第37話「価値観の違い」
























 紅葉に懐かれたのは、いいことなんだけど。


 連日、夜に三人で寝てるせいで、椿さんと全然イチャイチャもどきができてない。

 せめて付き合えないんなら許される範囲はそりゃもうありがたく堪能しまくりたいあたしからしたら、手も繋げない今がもどかしくてしょうがなかった。

 でも紅葉はかわいいし……それに彼女の体温のおかげもあって夜はぐっすり眠れるから、邪魔者扱いなんてしたくない。できない。

 椿さんに触れたい欲と、紅葉に甘えられて嬉しい気持ちの狭間で、平日の間はずっと悶々としながら過ごした。


「もみじ、今日はお泊まりしてくるね」

「……女の友達?」

「うん!仲良しの子と4人で泊まるの」

「男の子は来ない?」

「来ないよ!」

「なら良し。楽しんでおいで」


 休日の朝、食卓を囲みながらそんな会話を紅葉としていたら、椿さんが珍しく吹き出すように笑った。


「ふふっ……紗倉ちゃんって、意外と過保護なのね?」

「か、過保護って…このくらい普通でしょ。こいつかわいいくせにバカのアホだから心配になるだけ」

「もみじバカでもアホでもない!」

「変なやつについて行きそうになってたくせに。まじで危ないんだから、気を付けなね?てかスマホ買ってあげるから今度見に行くよ」

「そ、そこまでしなくていいわよ?」

「椿さんも、もっと危機感持ってよ。…せめて防犯用のGPS付き端末くらいは持たせないと外なんて歩かせらんないから」


 ふたりしてほんとに……自分達が世間一般的にとんでもない顔の良さってこと自覚してないわけ?紅葉は自覚してそうだけど…それにしても警戒心なさすぎ。まったく……今まで平和に生きれこれたのが奇跡だわ。

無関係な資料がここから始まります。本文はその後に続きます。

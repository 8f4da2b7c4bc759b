use approx::assert_relative_eq;
use chart_layout::axis::{Axis, AxisConfig, OverlapPolicy};
use chart_layout::core::{ChartBit, Side, TickMark};
use chart_layout::render::{DrawCommand, RecordingCanvas};

fn fixed(side: Side, min: f64, max: f64, tick_unit: f64) -> Axis {
    let mut axis = Axis::linear("").with_side(side).with_config(
        AxisConfig::fixed(tick_unit).with_minor_tick_visible(false),
    );
    assert!(axis.set(min, max));
    axis
}

fn positions(axis: &Axis) -> Vec<f64> {
    axis.major_ticks().iter().map(|tick| tick.position).collect()
}

#[test]
fn major_ticks_are_spaced_by_the_tick_unit() {
    let mut bottom = fixed(Side::Bottom, 0.0, 100.0, 20.0);
    bottom.set_layout_size(200.0, 40.0);
    assert_eq!(positions(&bottom), vec![0.0, 40.0, 80.0, 120.0, 160.0, 200.0]);
    let labels: Vec<&str> = bottom.major_ticks().iter().map(|t| t.label.as_str()).collect();
    assert_eq!(labels, vec!["0", "20", "40", "60", "80", "100"]);

    let mut left = fixed(Side::Left, 0.0, 100.0, 20.0);
    left.set_layout_size(40.0, 200.0);
    assert_eq!(positions(&left), vec![200.0, 160.0, 120.0, 80.0, 40.0, 0.0]);
}

#[test]
fn positions_and_values_are_inverse_maps() {
    let mut axis = fixed(Side::Right, -50.0, 150.0, 50.0);
    axis.set_layout_size(30.0, 400.0);
    for value in [-50.0, -12.5, 0.0, 33.0, 150.0] {
        let position = axis.display_position(value);
        assert_relative_eq!(axis.value_for_display(position), value, epsilon = 1e-9);
    }
    assert!(axis.is_value_on_axis(150.0));
    assert!(!axis.is_value_on_axis(150.5));
    assert!(!axis.is_value_on_axis(f64::NAN));
}

#[test]
fn collapsed_range_keeps_coordinates_finite() {
    let mut axis = fixed(Side::Bottom, 5.0, 5.0, 1.0);
    axis.set_layout_size(200.0, 30.0);
    // max == min maps to the full length
    assert_eq!(axis.scale(), 200.0);
    assert!(axis.display_position(5.0).is_finite());
    assert!(axis.display_position(7.0).is_finite());

    let mut empty = fixed(Side::Bottom, 0.0, 10.0, 1.0);
    empty.set_layout_size(0.0, 30.0);
    assert_eq!(empty.scale(), -1.0);
    assert!(empty.display_position(5.0).is_finite());
}

#[test]
fn inverted_horizontal_axes_draw_every_spaced_label() {
    for side in [Side::Bottom, Side::Top] {
        let draw = |invert: bool| -> Vec<String> {
            let mut axis = Axis::linear("").with_side(side).with_config(
                AxisConfig::fixed(50.0)
                    .with_minor_tick_visible(false)
                    .with_invert(invert)
                    .with_overlap_policy(OverlapPolicy::DoNothing),
            );
            axis.set(0.0, 100.0);
            axis.set_layout_size(1_000.0, 40.0);
            let mut canvas = RecordingCanvas::new(1_030.0, 40.0);
            axis.draw_axis(&mut canvas).expect("draw");
            canvas.texts().into_iter().map(str::to_owned).collect()
        };
        assert_eq!(draw(false), vec!["0", "50", "100"]);
        assert_eq!(draw(true), draw(false));
    }
}

#[test]
fn log_bounds_are_repaired_against_the_other_bound() {
    let mut axis = Axis::log("intensity").with_side(Side::Left);
    assert!(axis.set_min(2.0));
    assert!(axis.set_max(-5.0));
    assert_relative_eq!(axis.max(), 2e6);

    let mut axis = Axis::log("intensity")
        .with_side(Side::Bottom)
        .with_config(AxisConfig::fixed(10.0));
    axis.set(1.0, 1_000.0);
    axis.set_layout_size(300.0, 30.0);
    assert_relative_eq!(axis.display_position(100.0), 200.0, epsilon = 1e-9);
    assert!(axis.zero_position().is_nan());
}

#[test]
fn recomputing_unchanged_ticks_is_a_no_op() {
    let mut axis = fixed(Side::Bottom, 0.0, 100.0, 10.0);
    axis.set_layout_size(500.0, 30.0);
    let before: Vec<TickMark> = axis.major_ticks().to_vec();
    let allocations = axis.tick_allocations();

    assert!(!axis.recompute_ticks());
    assert!(!axis.recompute_ticks());
    assert_eq!(axis.major_ticks(), before.as_slice());
    assert_eq!(axis.tick_allocations(), allocations);
}

#[test]
fn skip_alternate_labels_is_deterministic() {
    let make = || {
        let mut axis = Axis::linear("").with_side(Side::Bottom).with_config(
            AxisConfig::fixed(5.0).with_overlap_policy(OverlapPolicy::SkipAlt),
        );
        axis.set(0.0, 100.0);
        axis
    };
    let visibility = |axis: &Axis| -> Vec<bool> {
        axis.major_ticks().iter().map(|tick| tick.visible).collect()
    };

    let (mut first, mut second) = (make(), make());
    let first_height = first.compute_pref_height(120.0);
    let second_height = second.compute_pref_height(120.0);
    assert_eq!(first_height, second_height);
    assert_eq!(visibility(&first), visibility(&second));
    assert!(first.is_label_overlap());
    assert!(visibility(&first).contains(&false));

    let again = first.compute_pref_height(120.0);
    assert_eq!(again, first_height);
    assert_eq!(visibility(&first), visibility(&second));
}

#[test]
fn preferred_size_matches_what_is_drawn() {
    let mut axis = fixed(Side::Bottom, 0.0, 100.0, 25.0);
    let height = axis.compute_pref_height(300.0);
    axis.set_layout_size(300.0, height);
    let mut canvas = RecordingCanvas::new(330.0, height);
    axis.draw_axis(&mut canvas).expect("draw");

    // every label fits inside the measured height
    for command in canvas.commands() {
        if let DrawCommand::FillText { y, .. } = command {
            assert!(*y >= 0.0 && *y <= height);
        }
    }
    assert_eq!(canvas.texts(), vec!["0", "25", "50", "75", "100"]);
}

#[test]
fn drawing_clears_the_axis_state() {
    let mut axis = fixed(Side::Top, 0.0, 10.0, 2.0);
    assert!(axis.state().is_dirty_bits(ChartBit::AxisRange.bit()));
    axis.set_layout_size(200.0, 30.0);
    let mut canvas = RecordingCanvas::new(230.0, 30.0);
    axis.draw_axis(&mut canvas).expect("draw");
    assert!(axis.state().is_clean());
    assert!(!axis.needs_redraw());

    axis.set_max(20.0);
    assert!(axis.state().is_dirty_bits(ChartBit::AxisRange.bit()));
    axis.set_layout_size(200.0, 30.0);
    assert!(axis.needs_redraw());
}

#[test]
fn time_axis_ticks_land_on_calendar_units() {
    const HOUR: f64 = 3_600.0;
    let mut axis = Axis::time("time")
        .with_side(Side::Bottom)
        .with_config(AxisConfig::fixed(HOUR));
    axis.set(1_000.0, 3.0 * HOUR + 10.0);
    axis.set_layout_size(400.0, 30.0);
    let values: Vec<f64> = axis.major_ticks().iter().map(|tick| tick.value).collect();
    assert_eq!(values, vec![HOUR, 2.0 * HOUR, 3.0 * HOUR]);
    assert!(axis.major_ticks().iter().all(|tick| !tick.label.is_empty()));
}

 心の中でもグチグチと呟いて、とりあえず防犯グッズはいくつか買ってこよう…と、その日はご飯を食べ終えて紅葉を見送るついでに、椿さんも連れて三人で家を出た。


「紅葉、気を付けていきなね。忘れ物ない?鍵持った?お金足りる?」

「大丈夫!もう…桃、しんぱいしょうっていうんだよ、そういうの」

「心配するに決まってんでしょ。ほら、お小遣い渡しとくから…なんかあったら使いな」

「え」


 マンションの前で別れる前に、財布から適当にお札を取り出して渡そうとしたら、椿さんも紅葉も目をぱちくりさせて表情を固めた。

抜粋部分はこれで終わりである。